# SFTP chrooted does not work

## drseergio

Had been using a long time, but now reinstalled and followed the guide on the wiki [url]http://gentoo-wiki.com/HOWTO_SFTP_Server_(chrooted,_without_shell)[/url]. Installed rssh shell and set user's account to this shell. This is rssh config:

```

# This is the default rssh config file

# set the log facility.  "LOG_USER" and "user" are equivalent.

logfacility = LOG_USER

# Leave these all commented out to make the default action for rssh to lock

# users out completely...

allowsftp

umask = 022

# If you want to chroot users, use this to set the directory where the root of

# the chroot jail will be located.

#

# if you DO NOT want to chroot users, LEAVE THIS COMMENTED OUT.

chrootpath = "/home"

```

Then ran ldd for files /usr/bin/rssh, /usr/bin/sftp, /usr/lib/misc/sftp-server, /usr/lib/misc/rssh_chroot_helper. Copied them accordingly to /home.

ldd /usr/bin/rssh:

```

        linux-gate.so.1 =>  (0xffffe000)

        libc.so.6 => /lib/libc.so.6 (0xb7e69000)

        /lib/ld-linux.so.2 (0xb7f83000)

```

ldd /usr/bin/sftp:

```

        linux-gate.so.1 =>  (0xffffe000)

        libresolv.so.2 => /lib/libresolv.so.2 (0xb7f0f000)

        libcrypto.so.0.9.7 => /usr/lib/libcrypto.so.0.9.7 (0xb7e3c000)

        libutil.so.1 => /lib/libutil.so.1 (0xb7e38000)

        libz.so.1 => /lib/libz.so.1 (0xb7e28000)

        libnsl.so.1 => /lib/libnsl.so.1 (0xb7e13000)

        libcrypt.so.1 => /lib/libcrypt.so.1 (0xb7de5000)

        libc.so.6 => /lib/libc.so.6 (0xb7cce000)

        libdl.so.2 => /lib/libdl.so.2 (0xb7cc9000)

        /lib/ld-linux.so.2 (0xb7f26000)

```

ldd /usr/lib/misc/rssh_chroot_helper:

```

        linux-gate.so.1 =>  (0xffffe000)

        libc.so.6 => /lib/libc.so.6 (0xb7e2d000)

        /lib/ld-linux.so.2 (0xb7f47000)

```

ldd /usr/lib/misc/sftp-server:

```

        linux-gate.so.1 =>  (0xffffe000)

        libresolv.so.2 => /lib/libresolv.so.2 (0xb7f36000)

        libcrypto.so.0.9.7 => /usr/lib/libcrypto.so.0.9.7 (0xb7e63000)

        libutil.so.1 => /lib/libutil.so.1 (0xb7e5f000)

        libz.so.1 => /lib/libz.so.1 (0xb7e4f000)

        libnsl.so.1 => /lib/libnsl.so.1 (0xb7e3a000)

        libcrypt.so.1 => /lib/libcrypt.so.1 (0xb7e0c000)

        libc.so.6 => /lib/libc.so.6 (0xb7cf5000)

        libdl.so.2 => /lib/libdl.so.2 (0xb7cf0000)

        /lib/ld-linux.so.2 (0xb7f4d000)

```

Copied everything, but when I try to connect via WinSCP (SFTP) it connects and identifies but then disconnects and says "server returns exit 0, SFTP server works?".

I have full backup of previous system so even when I copy previous home/lib & home/usr directories it does not work either.

However, if I remove the chroot setting in rssh and try to connect everything works. What is wrong?

----------

## drseergio

If I connect locally I get "connection closed". However, If I remove chroot settings sftp works.
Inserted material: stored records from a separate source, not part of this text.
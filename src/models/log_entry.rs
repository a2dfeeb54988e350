use chrono::NaiveDateTime;
use serde::{Deserialize, Serialize};

#[derive(Debug, Clone, Copy, Serialize, Deserialize, PartialEq, Eq, Hash)]
#[serde(rename_all = "camelCase")]
pub enum EntryType {
    Unknown,
    DumpingStacks,
    DumpingStack,
    Warning,
    Error,
    Info,
}

impl EntryType {
    pub fn as_str(&self) -> &'static str {
        match self {
            EntryType::Unknown => "Unknown",
            EntryType::DumpingStacks => "DumpingStacks",
            EntryType::DumpingStack => "DumpingStack",
            EntryType::Warning => "Warning",
            EntryType::Error => "Error",
            EntryType::Info => "Info",
        }
    }
}

impl Default for EntryType {
    fn default() -> Self {
        EntryType::Unknown
    }
}

/// One classified log line. Built by the classifier and dropped after aggregation.
#[derive(Debug, Clone, Serialize, Deserialize)]
#[serde(rename_all = "camelCase")]
pub struct LogEntry {
    /// Parsed from the leading `[MM/DD/YYYY - HH:MM:SSAM]` bracket; the log carries no zone.
    pub timestamp: Option<NaiveDateTime>,
    pub content: String,
    pub entry_type: EntryType,
    pub line_number: Option<u64>,
}
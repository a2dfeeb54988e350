pub mod log_entry;
pub mod statistics;
pub mod trend;

pub use log_entry::{EntryType, LogEntry};
pub use statistics::{compute_ratio, HealthLevel, Statistics};
pub use trend::{TimeRange, TrendAnalysisResult, TrendData, TrendPoint, TrendSummary};
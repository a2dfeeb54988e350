#[derive(Debug, Clone, PartialEq, Eq, thiserror::Error)]
pub enum MonitorError {
    #[error("monitor has been disposed")]
    Disposed,

    #[error("operation cancelled")]
    Cancelled,

    #[error("monitor worker is no longer running")]
    WorkerGone,
}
Maybe I miss something or there any new changes in packages during recent updates? What and how should I check? I am really amazed how this could not work after hours of trying and testing.

----------

## Ulukay

hoi

i got the same problem

2.2.3 worked with chroot

2.3.0 didn't

2.3.2 is working again

you should update  :Smile: 

----------

## kamikaze04

I'm having same problem whith 2.3.0. I will give a try to 2.3.2

----------

## kamikaze04

With new version there is no problem  :Smile:  Wheeeeeee!!!!

----------

## bigbob73

 *kamikaze04 wrote:*   

> With new version there is no problem  Wheeeeeee!!!!

 

running 2.3.2 here and still can't get it to chroot.  looks like the same setup as yours.  any other suggestions?

----------

## iloose2

Same problem here, any resolution yet?

----------

## bigbob73

 *iloose2 wrote:*   

> Same problem here, any resolution yet?

 

Still nothing.  If I set the jail in /etc/rssh, I can't logon.  There must be something I'm missing when setting up the jail.

----------

## bigbob73

bump.  has anyone resolved this yet?

----------

## neonknight

Take a look at this:

https://forums.gentoo.org/viewtopic-p-3129490.html#3129490

----------

## fikiz

I was able to solve my "connection closed" problems creating a file named dev/null inside the chroot jail

directory. I'm using rssh-2.3.0.

hope this helps!

Ciao

----------

## aVirulence

 *fikiz wrote:*   

> I was able to solve my "connection closed" problems creating a file named dev/null inside the chroot jail
> 
> directory. I'm using rssh-2.3.0.
> 
> hope this helps!
> ...

 

Doesn't work for me. Thanks though  :Wink: 

----------

## aVirulence

I kind of found out what I did wrong..   :Embarassed:   :Embarassed:   <--notice these faces.. 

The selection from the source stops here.